[Collected data entries]
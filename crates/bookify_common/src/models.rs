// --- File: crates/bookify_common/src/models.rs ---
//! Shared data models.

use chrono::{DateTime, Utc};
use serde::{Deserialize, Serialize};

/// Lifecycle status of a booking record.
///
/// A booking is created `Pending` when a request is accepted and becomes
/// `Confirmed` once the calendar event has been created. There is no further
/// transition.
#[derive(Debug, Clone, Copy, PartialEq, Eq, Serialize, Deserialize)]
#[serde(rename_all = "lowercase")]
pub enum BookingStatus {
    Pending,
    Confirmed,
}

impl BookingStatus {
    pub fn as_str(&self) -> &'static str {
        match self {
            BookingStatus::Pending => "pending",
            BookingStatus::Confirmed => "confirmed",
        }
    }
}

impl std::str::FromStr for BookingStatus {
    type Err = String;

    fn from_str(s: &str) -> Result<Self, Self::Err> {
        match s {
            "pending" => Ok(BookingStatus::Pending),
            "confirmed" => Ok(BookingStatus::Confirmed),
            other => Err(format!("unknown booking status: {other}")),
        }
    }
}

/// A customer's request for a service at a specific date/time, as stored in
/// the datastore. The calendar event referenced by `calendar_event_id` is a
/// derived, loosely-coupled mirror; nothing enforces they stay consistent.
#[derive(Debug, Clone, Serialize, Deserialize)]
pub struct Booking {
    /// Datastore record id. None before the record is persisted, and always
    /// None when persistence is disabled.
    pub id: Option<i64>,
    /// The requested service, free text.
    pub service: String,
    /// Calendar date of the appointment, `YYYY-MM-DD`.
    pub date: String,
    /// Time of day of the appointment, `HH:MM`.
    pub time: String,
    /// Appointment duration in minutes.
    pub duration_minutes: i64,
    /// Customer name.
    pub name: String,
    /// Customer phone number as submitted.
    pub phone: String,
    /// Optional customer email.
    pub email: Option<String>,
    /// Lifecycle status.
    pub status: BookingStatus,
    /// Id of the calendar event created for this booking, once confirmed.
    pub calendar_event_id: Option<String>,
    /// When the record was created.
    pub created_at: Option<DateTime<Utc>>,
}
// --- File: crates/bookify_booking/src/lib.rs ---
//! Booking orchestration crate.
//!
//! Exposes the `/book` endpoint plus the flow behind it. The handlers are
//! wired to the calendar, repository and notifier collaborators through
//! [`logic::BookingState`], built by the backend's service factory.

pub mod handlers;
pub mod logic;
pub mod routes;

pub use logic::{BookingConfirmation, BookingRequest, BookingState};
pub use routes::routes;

▸ **AIM OF THE TASK**
Go through the data and copy each line exactly as it reads.

▸ **SOLVED PROBLEM**
filename crates/bookify_common/src/models.rs
// --- File: crates/bookify_common/src/models.rs ---
//! Shared data models.

use chrono::{DateTime, Utc};
use serde::{Deserialize, Serialize};

/// Lifecycle status of a booking record.
///
/// A booking is created `Pending` when a request is accepted and becomes
/// `Confirmed` once the calendar event has been created. There is no further
/// transition.
#[derive(Debug, Clone, Copy, PartialEq, Eq, Serialize, Deserialize)]
#[serde(rename_all = "lowercase")]
pub enum BookingStatus {
    Pending,
    Confirmed,
}

impl BookingStatus {
    pub fn as_str(&self) -> &'static str {
        match self {
            BookingStatus::Pending => "pending",
            BookingStatus::Confirmed => "confirmed",
        }
    }
}

impl std::str::FromStr for BookingStatus {
    type Err = String;

    fn from_str(s: &str) -> Result<Self, Self::Err> {
        match s {
            "pending" => Ok(BookingStatus::Pending),
            "confirmed" => Ok(BookingStatus::Confirmed),
            other => Err(format!("unknown booking status: {other}")),
        }
    }
}

/// A customer's request for a service at a specific date/time, as stored in
/// the datastore. The calendar event referenced by `calendar_event_id` is a
/// derived, loosely-coupled mirror; nothing enforces they stay consistent.
#[derive(Debug, Clone, Serialize, Deserialize)]
pub struct Booking {
    /// Datastore record id. None before the record is persisted, and always
    /// None when persistence is disabled.
    pub id: Option<i64>,
    /// The requested service, free text.
    pub service: String,
    /// Calendar date of the appointment, `YYYY-MM-DD`.
    pub date: String,
    /// Time of day of the appointment, `HH:MM`.
    pub time: String,
    /// Appointment duration in minutes.
    pub duration_minutes: i64,
    /// Customer name.
    pub name: String,
    /// Customer phone number as submitted.
    pub phone: String,
    /// Optional customer email.
    pub email: Option<String>,
    /// Lifecycle status.
    pub status: BookingStatus,
    /// Id of the calendar event created for this booking, once confirmed.
    pub calendar_event_id: Option<String>,
    /// When the record was created.
    pub created_at: Option<DateTime<Utc>>,
}
// --- File: crates/bookify_booking/src/lib.rs ---
//! Booking orchestration crate.
//!
//! Exposes the `/book` endpoint plus the flow behind it. The handlers are
//! wired to the calendar, repository and notifier collaborators through
//! [`logic::BookingState`], built by the backend's service factory.

pub mod handlers;
pub mod logic;
pub mod routes;

pub use logic::{BookingConfirmation, BookingRequest, BookingState};
pub use routes::routes;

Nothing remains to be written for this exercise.